The picture’s focus is the spiraling galaxy NGC 4921. In the center is a bright orb-like glow and out of the radiance grows the galaxy, as if from a womb. There’s the saying, “so above, so below”, which tells us that as things are in the heavens, so it is around us and within us. If we go to the quantum level of life, we see that the same creative force forming galaxies is working its magic in the smallest particles of the universe – that which is inside of us. Those stars being born in one galaxy are us being born by the same mysterious Source.
February 12th is the bicentennial of Charles Darwin’s birth. As one of the most misunderstood and maligned people by fundamentalist Christians, he was not some godless naturalist, but a deeply religious man who believed in a god; he merely construed creation as an unfolding process that God set in motion, like the galaxy in the ESA picture that maintains a freedom of form. Darwin rejected the Victorian idea of a god who had fixed every detail — including every social flaw and injustice — at the beginning of time. Did God plan for that little gnat to be eaten by the sparrow? He doubted it, and so do I. This idea of evolution frees our concept of a god responsible for the endlessly minute details in life and gives weight to broader strokes of the artist’s brush.
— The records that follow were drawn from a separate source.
//! Weave CLI - command line interface for the weave datapack compiler

use std::fs;
use std::ops::Range;
use std::path::{Path, PathBuf};

use ariadne::{Color, Label, Report, ReportKind, Source};
use clap::{Parser, Subcommand};

use weave_compiler::{CompileError, Compiler, ProjectConfig, SourceUnit};
use weave_datapack::{discover, DatapackWriter, SourceWatcher, FUNCTIONS_DIR, FUNCTION_EXTENSION};

#[derive(Parser)]
#[command(name = "weave")]
#[command(about = "Compiler for mcfunction files with embedded Rhai logic", long_about = None)]
struct Cli {
    /// Log pipeline details
    #[arg(short, long, global = true)]
    verbose: bool,

    #[command(subcommand)]
    command: Commands,
}

#[derive(Subcommand)]
enum Commands {
    /// Compile a datapack data directory
    Build {
        /// Source data directory (`<dir>/<namespace>/functions/...`)
        dir: PathBuf,
        /// Output data directory
        #[arg(short, long)]
        output: Option<PathBuf>,
        /// Rebuild whenever a source file changes
        #[arg(short, long)]
        watch: bool,
        /// Fixed seed for generated ids
        #[arg(long)]
        seed: Option<u64>,
    },
    /// Parse and check every source file without writing output
    Check {
        /// Source data directory
        dir: PathBuf,
    },
    /// Parse a file and output the AST as JSON
    Parse {
        /// Input file
        file: PathBuf,
        /// Pretty print the output
        #[arg(short, long)]
        pretty: bool,
    },
    /// Print the host program generated for a file
    Lower {
        /// Input file
        file: PathBuf,
    },
}

fn main() {
    let cli = Cli::parse();

    let level = if cli.verbose { "debug" } else { "info" };
    env_logger::Builder::from_env(env_logger::Env::default().default_filter_or(level))
        .format_timestamp(None)
        .init();

    match cli.command {
        Commands::Build {
            dir,
            output,
            watch,
            seed,
        } => cmd_build(&dir, output, watch, seed),
        Commands::Check { dir } => cmd_check(&dir),
        Commands::Parse { file, pretty } => cmd_parse(&file, pretty),
        Commands::Lower { file } => cmd_lower(&file),
    }
}

fn load_config(dir: &Path) -> ProjectConfig {
    match ProjectConfig::discover(dir) {
        Ok(config) => config,
        Err(e) => {
            eprintln!("Error: {}", e);
            std::process::exit(1);
        }
    }
}

fn read_source(file: &Path) -> String {
    match fs::read_to_string(file) {
        Ok(s) => s,
        Err(e) => {
            eprintln!("Error reading {}: {}", file.display(), e);
            std::process::exit(1);
        }
    }
}

fn cmd_build(dir: &Path, output: Option<PathBuf>, watch: bool, seed: Option<u64>) {
    let mut config = load_config(dir);
    if seed.is_some() {
        config.compiler.seed = seed;
    }
    let out = output.unwrap_or_else(|| config.output.path.clone());

    let ok = build_once(dir, &config, &out);
    if !watch {
        if !ok {
            std::process::exit(1);
        }
        return;
    }

    let watcher = match SourceWatcher::new(dir, vec![out.clone()]) {
        Ok(w) => w,
        Err(e) => {
            eprintln!("Error watching {}: {}", dir.display(), e);
            std::process::exit(1);
        }
    };
    log::info!("watching {} for changes", watcher.root().display());
    loop {
        match watcher.wait() {
            Ok(changed) => {
                log::info!("{} path(s) changed, rebuilding", changed.len());
                build_once(dir, &config, &out);
            }
            Err(e) => {
                eprintln!("Error: {}", e);
                std::process::exit(1);
            }
        }
    }
}

/// One full rebuild; failures are reported, never fatal
fn build_once(dir: &Path, config: &ProjectConfig, out: &Path) -> bool {
    let units = match discover(dir) {
        Ok(units) => units,
        Err(e) => {
            eprintln!("Error reading sources: {}", e);
            return false;
        }
    };

    let compiler = Compiler::new(config.compiler.clone()).with_script_root(dir);
    let tree = match compiler.compile(&units) {
        Ok(tree) => tree,
        Err(errors) => {
            report_errors(dir, &units, &errors);
            eprintln!("✗ build failed with {} error(s), nothing written", errors.len());
            return false;
        }
    };

    match DatapackWriter::new(out).write(&tree, Some(dir)) {
        Ok(summary) => {
            println!(
                "✓ {} source file(s) -> {} function(s) in {}",
                units.len(),
                summary.functions,
                out.display()
            );
            true
        }
        Err(e) => {
            eprintln!("Error writing {}: {}", out.display(), e);
            false
        }
    }
}

fn cmd_check(dir: &Path) {
    let config = load_config(dir);
    let units = match discover(dir) {
        Ok(units) => units,
        Err(e) => {
            eprintln!("Error reading sources: {}", e);
            std::process::exit(1);
        }
    };

    match Compiler::new(config.compiler).check(&units) {
        Ok(()) => println!("✓ {} file(s) ok", units.len()),
        Err(errors) => {
            report_errors(dir, &units, &errors);
            eprintln!("✗ {} of {} file(s) have errors", errors.len(), units.len());
            std::process::exit(1);
        }
    }
}

fn cmd_parse(file: &Path, pretty: bool) {
    let source = read_source(file);
    match weave_parser::parse(&source) {
        Ok(parsed) => {
            let json = if pretty {
                serde_json::to_string_pretty(&parsed)
            } else {
                serde_json::to_string(&parsed)
            };
            match json {
                Ok(json) => println!("{}", json),
                Err(e) => {
                    eprintln!("Error: {}", e);
                    std::process::exit(1);
                }
            }
        }
        Err(e) => {
            let span = e.span();
            report(&file.display().to_string(), &source, span.start..span.end, &e.to_string());
            std::process::exit(1);
        }
    }
}

fn cmd_lower(file: &Path) {
    let source = read_source(file);
    let stem = file
        .file_stem()
        .map(|s| s.to_string_lossy().to_lowercase())
        .unwrap_or_else(|| "main".to_string());
    let unit = SourceUnit::new("local", stem, source);
    let config = load_config(file.parent().unwrap_or_else(|| Path::new(".")));

    match Compiler::new(config.compiler).lower(&unit) {
        Ok(program) => print!("{}", program.code),
        Err(e) => {
            report_error(&file.display().to_string(), &unit.text, &e);
            std::process::exit(1);
        }
    }
}

// === Diagnostics ===

fn report_errors(dir: &Path, units: &[SourceUnit], errors: &[CompileError]) {
    for error in errors {
        let unit = error
            .file()
            .and_then(|name| units.iter().find(|u| u.name() == name));
        match unit {
            Some(unit) => {
                let path = dir
                    .join(&unit.namespace)
                    .join(FUNCTIONS_DIR)
                    .join(format!("{}.{}", unit.path, FUNCTION_EXTENSION));
                report_error(&path.display().to_string(), &unit.text, error);
            }
            None => eprintln!("Error: {}", error),
        }
    }
}

fn report_error(name: &str, source: &str, error: &CompileError) {
    match error {
        CompileError::Parse { source: e, .. } => {
            let span = e.span();
            report(name, source, span.start..span.end, &e.to_string());
        }
        CompileError::Semantic { errors, .. } => {
            for e in errors {
                let range = match e.span() {
                    Some(span) => span.start..span.end,
                    None => line_range(source, e.line()),
                };
                report(name, source, range, &e.to_string());
            }
        }
        CompileError::Codegen { source: e, .. } => {
            report(name, source, line_range(source, e.line()), &e.to_string());
        }
        CompileError::Runtime(e) => match e.line() {
            Some(line) => report(name, source, line_range(source, line), &e.to_string()),
            None => eprintln!("Error: {}", e),
        },
        other => eprintln!("Error: {}", other),
    }
}

/// Byte range of a 1-based line, without its newline
fn line_range(source: &str, line: usize) -> Range<usize> {
    let mut start = 0;
    for (index, text) in source.split_inclusive('\n').enumerate() {
        if index + 1 == line {
            let end = start + text.trim_end_matches(['\r', '\n']).len();
            return start..end;
        }
        start += text.len();
    }
    source.len()..source.len()
}

fn report(name: &str, source: &str, range: Range<usize>, message: &str) {
    let result = Report::build(ReportKind::Error, name.to_string(), range.start)
        .with_message(message)
        .with_label(
            Label::new((name.to_string(), range))
                .with_message(message)
                .with_color(Color::Red),
        )
        .finish()
        .eprint((name.to_string(), Source::from(source)));
    if let Err(e) = result {
        eprintln!("Error: {} ({})", message, e);
    }
}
Darwin was only trying to delve as deeply as he could, taking a leap into then hypothetical waters, trying to understand the process of creation and how God did it. Again, in that I find consolation because within the laws of the physical universe, there’s always room for unexpected possibilities, for self-determination. Darwin saw evolution (or transmutation as he called it) as a tree of life, much like the one in the allegory of the garden of Eden. Limbs grow, some fall off, new buds sprout – such is life. While I don’t believe in God as a wizened old man sitting on a throne dictating the laws of the universe and judging people one by one as they stand before him, or even that He is a he, I do believe in the Source of my Being, perhaps what Plato and Socrates proffered as the creative universal intelligence. It may be one big fabrication, but it suits me just fine.
For some, the idea of billions of stars and planets, with more and more growing and being created every second, evokes a sense of insignificance, the thought that: I’m one miniscule irrelevant blip in all of creation and time. To me it says: I’m one most significant star in the universe that my Source imbued with life by setting creation in motion, unfettering it, and letting it go to see what happens. I, and you, are the culmination of endless possibilities on different paths, walking down different hallways with myriad doors to open or close, but we’re all in the same big building. My Source is the architect and I am the builder.